HOW TO COMPLETE THIS TASK - The expected output is the line bearing "fn instance(&self) -> &Self::Space;" followed by all remaining lines of the records, each restated word for word.

Segment Start: DATA LISTING

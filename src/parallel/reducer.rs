use crate::{
    error::{Error, Result},
    view::{Arithmetic, Element, MemorySpace, View},
};
use parking_lot::Mutex;
use std::sync::Arc;

/// Associative combination with an identity, used by reductions.
pub trait Reducer<V>: Clone + Send + Sync + 'static {
    /// Neutral element each worker starts from.
    fn identity(&self) -> V;
    /// Combine two partial results.
    fn join(&self, lhs: V, rhs: V) -> V;
}

/// Sum of contributions.
#[derive(Debug, Clone, Copy, Default, PartialEq, Eq)]
pub struct Sum;

/// Product of contributions.
#[derive(Debug, Clone, Copy, Default, PartialEq, Eq)]
pub struct Prod;

/// Smallest contribution.
#[derive(Debug, Clone, Copy, Default, PartialEq, Eq)]
pub struct Min;

/// Largest contribution.
#[derive(Debug, Clone, Copy, Default, PartialEq, Eq)]
pub struct Max;

impl<T: Arithmetic> Reducer<T> for Sum {
    fn identity(&self) -> T {
        T::ZERO
    }

    fn join(&self, lhs: T, rhs: T) -> T {
        lhs.add(rhs)
    }
}

impl<T: Arithmetic> Reducer<T> for Prod {
    fn identity(&self) -> T {
        T::ONE
    }

    fn join(&self, lhs: T, rhs: T) -> T {
        lhs.mul(rhs)
    }
}

impl<T: Arithmetic> Reducer<T> for Min {
    fn identity(&self) -> T {
        T::HIGHEST
    }

    fn join(&self, lhs: T, rhs: T) -> T {
        if rhs < lhs { rhs } else { lhs }
    }
}

impl<T: Arithmetic> Reducer<T> for Max {
    fn identity(&self) -> T {
        T::LOWEST
    }

    fn join(&self, lhs: T, rhs: T) -> T {
        if rhs > lhs { rhs } else { lhs }
    }
}

/// Reducer over a bare binary operation without a known identity.
///
/// Partial results are `None` until a worker contributes a value.
pub(crate) struct Fold<F> {
    op: Arc<F>,
}

impl<F> Clone for Fold<F> {
    fn clone(&self) -> Self {
        Self {
            op: Arc::clone(&self.op),
        }
    }
}

impl<F> Fold<F> {
    pub(crate) fn new(op: F) -> Self {
        Self { op: Arc::new(op) }
    }
}

impl<T, F> Reducer<Option<T>> for Fold<F>
where
    T: Send,
    F: Fn(T, T) -> T + Send + Sync + 'static,
{
    fn identity(&self) -> Option<T> {
        None
    }

    fn join(&self, lhs: Option<T>, rhs: Option<T>) -> Option<T> {
        match (lhs, rhs) {
            (Some(lhs), Some(rhs)) => Some((self.op)(lhs, rhs)),
            (lhs, rhs) => lhs.or(rhs),
        }
    }
}

/// Destination of a reduction or scan total.
pub trait ReduceTarget<V>: Send + 'static {
    /// Memory space the value is copied into; `None` if it is discarded.
    fn memory_space(&self) -> Option<MemorySpace>;

    /// Check the target can receive a value.
    ///
    /// # Errors
    /// When the target has the wrong shape.
    fn validate(&self) -> Result<()> {
        Ok(())
    }

    /// Deliver the final value.
    fn store(&self, value: V);
}

/// A one-element view receives the value in element 0.
impl<T: Element> ReduceTarget<T> for View<T> {
    fn memory_space(&self) -> Option<MemorySpace> {
        Some(self.space())
    }

    fn validate(&self) -> Result<()> {
        if self.len() == 1 {
            Ok(())
        } else {
            Err(Error::ResultExtent(self.len()))
        }
    }

    fn store(&self, value: T) {
        self.set(0, value);
    }
}

/// Discard the value.
impl<V> ReduceTarget<V> for () {
    fn memory_space(&self) -> Option<MemorySpace> {
        None
    }

    fn store(&self, _value: V) {}
}

/// Single-value result slot for arbitrary value types.
///
/// Clones share the slot.
#[derive(Debug)]
pub struct ResultCell<V> {
    space: MemorySpace,
    value: Arc<Mutex<Option<V>>>,
}

impl<V> Clone for ResultCell<V> {
    fn clone(&self) -> Self {
        Self {
            space: self.space,
            value: Arc::clone(&self.value),
        }
    }
}

impl<V> Default for ResultCell<V> {
    fn default() -> Self {
        Self::new_in(MemorySpace::Host)
    }
}

impl<V> ResultCell<V> {
    /// Empty slot in `space`.
    #[must_use]
    pub fn new_in(space: MemorySpace) -> Self {
        Self {
            space,
            value: Arc::new(Mutex::new(None)),
        }
    }

    /// Memory space of the slot.
    #[must_use]
    pub fn space(&self) -> MemorySpace {
        self.space
    }

    /// Take the stored value, leaving the slot empty.
    #[must_use]
    pub fn take(&self) -> Option<V> {
        self.value.lock().take()
    }
}

impl<V: Clone> ResultCell<V> {
    /// Copy of the stored value.
    #[must_use]
    pub fn get(&self) -> Option<V> {
        self.value.lock().clone()
    }
}

impl<V: Send + 'static> ReduceTarget<V> for ResultCell<V> {
    fn memory_space(&self) -> Option<MemorySpace> {
        Some(self.space)
    }

    fn store(&self, value: V) {
        *self.value.lock() = Some(value);
    }
}

#[cfg(test)]
mod tests {
    use super::*;

    fn fold_all<V, R: Reducer<V>>(reducer: &R, values: impl IntoIterator<Item = V>) -> V {
        values
            .into_iter()
            .fold(reducer.identity(), |acc, v| reducer.join(acc, v))
    }

    #[test]
    fn builtin_reducers() {
        assert_eq!(fold_all(&Sum, [1_i32, 2, 3]), 6);
        assert_eq!(fold_all(&Prod, [2_u64, 3, 4]), 24);
        assert_eq!(fold_all(&Min, [3.5_f64, -1.0, 2.0]), -1.0);
        assert_eq!(fold_all(&Max, [3_i8, -1, 7]), 7);
        assert_eq!(fold_all::<u16, _>(&Max, []), u16::MIN);
    }

    #[test]
    fn fold_without_identity() {
        let fold = Fold::new(|a: String, b: String| a + &b);
        let parts = [None, Some("ab".to_owned()), None, Some("c".to_owned())];
        assert_eq!(fold_all(&fold, parts), Some("abc".to_owned()));
        assert_eq!(fold_all(&fold, [None::<String>, None]), None);
    }

    #[test]
    fn view_targets_need_one_element() {
        let ok = View::<i32>::new("r", 1);
        assert_eq!(ok.validate(), Ok(()));
        ok.store(5);
        assert_eq!(ok.get(0), 5);
        assert_eq!(View::<i32>::new("r", 3).validate(), Err(Error::ResultExtent(3)));
    }

    #[test]
    fn result_cell_is_shared() {
        let cell = ResultCell::new_in(MemorySpace::HostPinned);
        let other = cell.clone();
        other.store(vec![1, 2]);
        assert_eq!(cell.get(), Some(vec![1, 2]));
        assert_eq!(cell.take(), Some(vec![1, 2]));
        assert_eq!(other.get(), None);
        assert_eq!(ReduceTarget::<u8>::memory_space(&()), None);
    }
}
use crate::{
    parallel::{Integral, RangePolicy, advance, parallel_for_async, span},
    policy::{ExecutorSource, KernelPolicy, Mode},
};

/// Call `f` for every integer in `[first, last)`.
///
/// Only integral bounds are accepted; an empty or reversed interval
/// launches nothing.
pub fn for_loop<X, M, I, F>(policy: &KernelPolicy<X, M>, first: I, last: I, f: F) -> M::Output<()>
where
    X: ExecutorSource,
    M: Mode,
    I: Integral,
    F: Fn(I) + Send + Sync + 'static,
{
    let executor = policy.executor();
    let launch = RangePolicy::new(executor.instance().clone(), 0..span(first, last))
        .with_chunk(policy.parameters().chunk_size.unwrap_or(1));
    M::finish(parallel_for_async(policy.label(), launch, move |offset| {
        f(advance(first, offset));
    }))
}

#[cfg(all(test, not(feature = "loom")))]
mod tests {
    use super::*;
    use crate::{executor::Executor, policy::kernel_policy, space::Serial};
    use std::sync::{Arc, Mutex};

    #[test]
    fn loops_over_signed_bounds() {
        let seen = Arc::new(Mutex::new(Vec::new()));
        let policy = kernel_policy().on(Executor::<Serial>::global());
        for_loop(&policy, -2_i16, 3, {
            let seen = Arc::clone(&seen);
            move |i| seen.lock().unwrap().push(i)
        })
        .unwrap();
        assert_eq!(*seen.lock().unwrap(), vec![-2, -1, 0, 1, 2]);
        for_loop(&policy, 5_u8, 5, |_| unreachable!()).unwrap();
        for_loop(&policy, 9_u64, 1, |_| unreachable!()).unwrap();
    }
}
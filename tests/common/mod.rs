#![allow(dead_code)]

use std::sync::{
    Arc,
    atomic::{AtomicUsize, Ordering},
};

/// Opt-in log output: `RUST_LOG=ktb=trace cargo test`.
pub fn init_tracing() {
    let _ = tracing_subscriber::fmt()
        .with_env_filter(tracing_subscriber::EnvFilter::from_default_env())
        .with_test_writer()
        .try_init();
}

/// Per-index hit counters shared with kernels.
#[derive(Clone)]
pub struct Hits(Arc<Vec<AtomicUsize>>);

impl Hits {
    pub fn new(len: usize) -> Self {
        Self(Arc::new((0..len).map(|_| AtomicUsize::new(0)).collect()))
    }

    pub fn hit(&self, index: usize) {
        self.0[index].fetch_add(1, Ordering::Relaxed);
    }

    pub fn all_once(&self) -> bool {
        self.0.iter().all(|h| h.load(Ordering::Relaxed) == 1)
    }
}
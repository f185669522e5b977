use super::{Capability, ExecutionSpace, Parallelism, SignalSource};
use crate::{
    error::Result,
    types::{InstanceId, Work},
    view::MemorySpace,
};
use tracing::trace;

/// Single-threaded host backend.
///
/// Kernels run inline on the submitting thread, so a completion handle is
/// always obtained by (trivially) fencing.
#[derive(Debug, Clone, Copy, Default, PartialEq, Eq, Hash)]
pub struct Serial;

impl ExecutionSpace for Serial {
    const NAME: &'static str = "Serial";
    const CAPABILITY: Capability = Capability {
        async_completion: false,
        independent_instances: false,
        parallelism: Parallelism::Sequential,
        reduce_result_space: MemorySpace::Host,
    };

    fn global() -> Self {
        Self
    }

    fn independent() -> Result<Self> {
        Ok(Self)
    }

    fn instance_id(&self) -> InstanceId {
        InstanceId::SINGLETON
    }

    fn enqueue(&self, label: &str, work: Work) {
        trace!(space = Self::NAME, label, "running kernel inline");
        work();
    }

    fn fence(&self) {}

    fn signal_source(&self) -> SignalSource {
        SignalSource::Fence
    }
}
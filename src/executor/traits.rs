//! Structural executor contracts of the task model.
//!
//! Conformance of every compiled-in backend is checked at compile time at
//! the bottom of this module.

use super::Executor;
#[cfg(feature = "stream")]
use crate::space::Stream;
#[cfg(feature = "tasks")]
use crate::space::Tasks;
use crate::{
    error::Result,
    future::Completion,
    shape::Shape,
    space::{ExecutionSpace, Serial, Threads},
};

/// Fire-and-forget submission.
pub trait OneWayExecutor {
    /// Submit `f` without a handle.
    fn post<F>(&self, f: F)
    where
        F: FnOnce() + Send + 'static;
}

/// Single submission with a result.
pub trait TwoWayExecutor {
    /// Submit `f` and return a handle to its result.
    fn async_execute<F, R>(&self, f: F) -> Completion<R>
    where
        F: FnOnce() -> R + Send + 'static,
        R: Clone + Send + 'static;

    /// Submit `f` and wait for its result.
    ///
    /// # Errors
    /// Whatever the submission reported.
    fn sync_execute<F, R>(&self, f: F) -> Result<R>
    where
        F: FnOnce() -> R + Send + 'static,
        R: Clone + Send + 'static;
}

/// Bulk submission over a shape, with one handle per chunk.
pub trait BulkTwoWayExecutor {
    /// Launch `f` for every element of `shape`.
    fn bulk_async_execute<Sh, F>(&self, f: F, shape: Sh) -> Vec<Completion>
    where
        Sh: Shape,
        F: Fn(Sh::Item) + Send + Sync + 'static;

    /// Launch and wait.
    ///
    /// # Errors
    /// Whatever the launch reported.
    fn bulk_sync_execute<Sh, F>(&self, f: F, shape: Sh) -> Result<()>
    where
        Sh: Shape,
        F: Fn(Sh::Item) + Send + Sync + 'static;
}

/// An executor backed by a kernel-dispatch execution space.
pub trait KernelExecutor:
    OneWayExecutor + TwoWayExecutor + BulkTwoWayExecutor + Clone + Send + Sync + 'static
{
    /// Backend of the wrapped instance.
    type Space: ExecutionSpace;

    /// The wrapped instance.
    fn instance(&self) -> &Self::Space;

    /// Handle for everything submitted so far.
    fn get_future(&self) -> Completion;

    /// Chunk size hint for `count` work items on `cores` cores.
    fn get_chunk_size(&self, cores: usize, count: usize) -> usize;
}

impl<S: ExecutionSpace> OneWayExecutor for Executor<S> {
    fn post<F>(&self, f: F)
    where
        F: FnOnce() + Send + 'static,
    {
        Executor::post(self, f);
    }
}

impl<S: ExecutionSpace> TwoWayExecutor for Executor<S> {
    fn async_execute<F, R>(&self, f: F) -> Completion<R>
    where
        F: FnOnce() -> R + Send + 'static,
        R: Clone + Send + 'static,
    {
        Executor::async_execute(self, f)
    }

    fn sync_execute<F, R>(&self, f: F) -> Result<R>
    where
        F: FnOnce() -> R + Send + 'static,
        R: Clone + Send + 'static,
    {
        Executor::sync_execute(self, f)
    }
}

impl<S: ExecutionSpace> BulkTwoWayExecutor for Executor<S> {
    fn bulk_async_execute<Sh, F>(&self, f: F, shape: Sh) -> Vec<Completion>
    where
        Sh: Shape,
        F: Fn(Sh::Item) + Send + Sync + 'static,
    {
        Executor::bulk_async_execute(self, f, shape)
    }

    fn bulk_sync_execute<Sh, F>(&self, f: F, shape: Sh) -> Result<()>
    where
        Sh: Shape,
        F: Fn(Sh::Item) + Send + Sync + 'static,
    {
        Executor::bulk_sync_execute(self, f, shape)
    }
}

impl<S: ExecutionSpace> KernelExecutor for Executor<S> {
    type Space = S;

    fn instance(&self) -> &S {
        Executor::instance(self)
    }

    fn get_future(&self) -> Completion {
        Executor::get_future(self)
    }

    fn get_chunk_size(&self, cores: usize, count: usize) -> usize {
        Executor::get_chunk_size(self, cores, count)
    }
}

const _: () = {
    const fn conforms<E: KernelExecutor>() {}

    conforms::<Executor<Serial>>();
    conforms::<Executor<Threads>>();
    #[cfg(feature = "stream")]
    conforms::<Executor<Stream>>();
    #[cfg(feature = "tasks")]
    conforms::<Executor<Tasks>>();
};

Segment End: DATA LISTING

SOLUTION TO THIS EXERCISE -
    fn instance(&self) -> &Self::Space;

    /// Handle for everything submitted so far.
    fn get_future(&self) -> Completion;

    /// Chunk size hint for `count` work items on `cores` cores.
    fn get_chunk_size(&self, cores: usize, count: usize) -> usize;
}

impl<S: ExecutionSpace> OneWayExecutor for Executor<S> {
    fn post<F>(&self, f: F)
    where
        F: FnOnce() + Send + 'static,
    {
        Executor::post(self, f);
    }
}

impl<S: ExecutionSpace> TwoWayExecutor for Executor<S> {
    fn async_execute<F, R>(&self, f: F) -> Completion<R>
    where
        F: FnOnce() -> R + Send + 'static,
        R: Clone + Send + 'static,
    {
        Executor::async_execute(self, f)
    }

    fn sync_execute<F, R>(&self, f: F) -> Result<R>
    where
        F: FnOnce() -> R + Send + 'static,
        R: Clone + Send + 'static,
    {
        Executor::sync_execute(self, f)
    }
}

impl<S: ExecutionSpace> BulkTwoWayExecutor for Executor<S> {
    fn bulk_async_execute<Sh, F>(&self, f: F, shape: Sh) -> Vec<Completion>
    where
        Sh: Shape,
        F: Fn(Sh::Item) + Send + Sync + 'static,
    {
        Executor::bulk_async_execute(self, f, shape)
    }

    fn bulk_sync_execute<Sh, F>(&self, f: F, shape: Sh) -> Result<()>
    where
        Sh: Shape,
        F: Fn(Sh::Item) + Send + Sync + 'static,
    {
        Executor::bulk_sync_execute(self, f, shape)
    }
}

impl<S: ExecutionSpace> KernelExecutor for Executor<S> {
    type Space = S;

    fn instance(&self) -> &S {
        Executor::instance(self)
    }

    fn get_future(&self) -> Completion {
        Executor::get_future(self)
    }

    fn get_chunk_size(&self, cores: usize, count: usize) -> usize {
        Executor::get_chunk_size(self, cores, count)
    }
}

const _: () = {
    const fn conforms<E: KernelExecutor>() {}

    conforms::<Executor<Serial>>();
    conforms::<Executor<Threads>>();
    #[cfg(feature = "stream")]
    conforms::<Executor<Stream>>();
    #[cfg(feature = "tasks")]
    conforms::<Executor<Tasks>>();
};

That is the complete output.